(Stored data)
//! Shared constants for pattern tiling
//!
//! This module centralizes magic numbers and defaults used throughout
//! the tiling process.

// =============================================================================
// Unit Conversion
// =============================================================================

/// Points per millimeter (1 inch = 72 points, 1 inch = 25.4mm)
pub const POINTS_PER_MM: f32 = 72.0 / 25.4; // ≈ 2.83465

/// Convert millimeters to points
#[inline]
pub fn mm_to_pt(mm: f32) -> f32 {
    mm * POINTS_PER_MM
}

/// Convert centimeters to points
#[inline]
pub fn cm_to_pt(cm: f32) -> f32 {
    mm_to_pt(cm * 10.0)
}

/// Convert points to millimeters
#[inline]
pub fn pt_to_mm(pt: f32) -> f32 {
    pt / POINTS_PER_MM
}

// =============================================================================
// Default Page Dimensions
// =============================================================================

/// Default page width in points (US Letter: 8.5" × 11")
pub const DEFAULT_PAGE_WIDTH_PT: f32 = 612.0;

/// Default page height in points (US Letter)
pub const DEFAULT_PAGE_HEIGHT_PT: f32 = 792.0;

/// Default page dimensions as tuple (width, height)
pub const DEFAULT_PAGE_DIMENSIONS: (f32, f32) = (DEFAULT_PAGE_WIDTH_PT, DEFAULT_PAGE_HEIGHT_PT);

// =============================================================================
// Tiling Defaults
// =============================================================================

/// Margin removed from every side of a source page (centimeters)
pub const DEFAULT_MARGIN_CM: f32 = 1.0;

/// Fixed amount trimmed on top of the user margin (points).
/// Pattern pages usually carry a thin printer frame just inside the margin.
pub const DEFAULT_EXTRA_TRIM_PT: f32 = 10.0;

/// Overlap added around each tile (millimeters)
pub const DEFAULT_OVERLAP_MM: f32 = 2.0;

/// Default number of rows and columns
pub const DEFAULT_GRID: usize = 4;

/// Largest accepted number of rows or columns
pub const MAX_GRID_DIMENSION: usize = 20;

/// Share of the sheet the grid may occupy when scaling to fit
pub const DEFAULT_FILL_FRACTION: f32 = 0.95;

/// Geometric tolerance for comparisons (points)
pub const EPSILON_PT: f32 = 0.01;

// =============================================================================
// Calibration Square
// =============================================================================

/// Side length of the calibration square (centimeters)
pub const CALIBRATION_SQUARE_CM: f32 = 10.0;

/// Distance between the calibration square and the sheet edges (points)
pub const CALIBRATION_SQUARE_INSET: f32 = 20.0;

/// Stroke width of the calibration square (points)
pub const CALIBRATION_LINE_WIDTH: f32 = 2.0;

/// Font size of the calibration label (points)
pub const CALIBRATION_FONT_SIZE: f32 = 8.0;

/// Approximate character width ratio for Helvetica
pub const HELVETICA_CHAR_WIDTH_RATIO: f32 = 0.5;
use crate::constants::*;
use crate::layout::{validate_cell_order, validate_fill_fraction, validate_grid};
use crate::types::*;

#[cfg(feature = "serde")]
use serde::{Deserialize, Serialize};

/// Grid dimensions
#[derive(Debug, Clone, Copy, PartialEq)]
#[cfg_attr(feature = "serde", derive(Serialize, Deserialize))]
pub struct GridSize {
    pub rows: usize,
    pub cols: usize,
}

impl Default for GridSize {
    fn default() -> Self {
        Self {
            rows: DEFAULT_GRID,
            cols: DEFAULT_GRID,
        }
    }
}

/// Complete tiling configuration
#[derive(Debug, Clone, PartialEq)]
#[cfg_attr(feature = "serde", derive(Serialize, Deserialize))]
#[cfg_attr(feature = "serde", serde(default))]
pub struct TileOptions {
    // Page selection
    pub page_range: PageRange,

    // Trimming
    /// Margin removed from every side of each page (centimeters)
    pub margin_cm: f32,
    /// Fixed trim added on top of the margin (points)
    pub extra_trim_pt: f32,

    // Grid
    pub grid: GridSize,
    /// Growth of every tile on each side (millimeters)
    pub overlap_mm: f32,
    pub cell_order: CellOrder,

    // Output sheet
    pub paper_size: PaperSize,
    pub orientation: Orientation,
    pub scaling: ScalingMode,

    /// Draw a 10 cm square near the bottom-right corner to check print scale
    pub calibration_square: bool,
}

impl Default for TileOptions {
    fn default() -> Self {
        Self {
            page_range: PageRange::default(),
            margin_cm: DEFAULT_MARGIN_CM,
            extra_trim_pt: DEFAULT_EXTRA_TRIM_PT,
            grid: GridSize::default(),
            overlap_mm: DEFAULT_OVERLAP_MM,
            cell_order: CellOrder::RowMajor,
            paper_size: PaperSize::A0,
            orientation: Orientation::Portrait,
            scaling: ScalingMode::ActualSize,
            calibration_square: false,
        }
    }
}

impl TileOptions {
    /// Load options from JSON file
    #[cfg(feature = "serde")]
    pub async fn load(path: impl AsRef<std::path::Path>) -> Result<Self> {
        let bytes = tokio::fs::read(path).await?;
        let options = serde_json::from_slice(&bytes)
            .map_err(|e| TileError::Config(format!("Failed to parse config: {}", e)))?;
        Ok(options)
    }

    /// Save options to JSON file
    #[cfg(feature = "serde")]
    pub async fn save(&self, path: impl AsRef<std::path::Path>) -> Result<()> {
        let json = serde_json::to_string_pretty(self)
            .map_err(|e| TileError::Config(format!("Failed to serialize config: {}", e)))?;
        tokio::fs::write(path, json).await?;
        Ok(())
    }

    /// Total amount trimmed from each side of a page (points)
    pub fn margin_pt(&self) -> f32 {
        cm_to_pt(self.margin_cm) + self.extra_trim_pt
    }

    /// Overlap in points
    pub fn overlap_pt(&self) -> f32 {
        mm_to_pt(self.overlap_mm)
    }

    /// Output sheet size in points
    pub fn sheet_size_pt(&self) -> (f32, f32) {
        self.paper_size.dimensions_pt(self.orientation)
    }

    /// Validate the options
    pub fn validate(&self) -> Result<()> {
        if self.page_range.start == 0 {
            return Err(TileError::Config("Page numbers start at 1".to_string()));
        }
        if let Some(end) = self.page_range.end {
            if self.page_range.start > end {
                return Err(TileError::Config(format!(
                    "Start page ({}) must not be after end page ({})",
                    self.page_range.start, end
                )));
            }
        }

        for (name, value) in [
            ("Margin", self.margin_cm),
            ("Extra trim", self.extra_trim_pt),
            ("Overlap", self.overlap_mm),
        ] {
            if !value.is_finite() || value < 0.0 {
                return Err(TileError::Config(format!(
                    "{} must be a non-negative number, got {}",
                    name, value
                )));
            }
        }

        validate_grid(self.grid.rows, self.grid.cols)?;
        validate_cell_order(&self.cell_order, self.grid.rows, self.grid.cols)?;

        if let ScalingMode::Fit { fill_fraction } = self.scaling {
            validate_fill_fraction(fill_fraction)?;
        }

        if let PaperSize::Custom {
            width_mm,
            height_mm,
        } = self.paper_size
        {
            let valid = |value: f32| value.is_finite() && value > 0.0;
            if !(valid(width_mm) && valid(height_mm)) {
                return Err(TileError::Config(format!(
                    "Custom paper size must be positive, got {}x{}mm",
                    width_mm, height_mm
                )));
            }
        }

        Ok(())
    }
}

§ Assignment
Set down precisely the lines above between the line holding "mm * POINTS_PER_MM" and the line holding "rows and columns", inclusive, and nothing beyond them.

§ Solution to this exercise
    mm * POINTS_PER_MM
}

/// Convert centimeters to points
#[inline]
pub fn cm_to_pt(cm: f32) -> f32 {
    mm_to_pt(cm * 10.0)
}

/// Convert points to millimeters
#[inline]
pub fn pt_to_mm(pt: f32) -> f32 {
    pt / POINTS_PER_MM
}

// =============================================================================
// Default Page Dimensions
// =============================================================================

/// Default page width in points (US Letter: 8.5" × 11")
pub const DEFAULT_PAGE_WIDTH_PT: f32 = 612.0;

/// Default page height in points (US Letter)
pub const DEFAULT_PAGE_HEIGHT_PT: f32 = 792.0;

/// Default page dimensions as tuple (width, height)
pub const DEFAULT_PAGE_DIMENSIONS: (f32, f32) = (DEFAULT_PAGE_WIDTH_PT, DEFAULT_PAGE_HEIGHT_PT);

// =============================================================================
// Tiling Defaults
// =============================================================================

/// Margin removed from every side of a source page (centimeters)
pub const DEFAULT_MARGIN_CM: f32 = 1.0;

/// Fixed amount trimmed on top of the user margin (points).
/// Pattern pages usually carry a thin printer frame just inside the margin.
pub const DEFAULT_EXTRA_TRIM_PT: f32 = 10.0;

/// Overlap added around each tile (millimeters)
pub const DEFAULT_OVERLAP_MM: f32 = 2.0;

/// Default number of rows and columns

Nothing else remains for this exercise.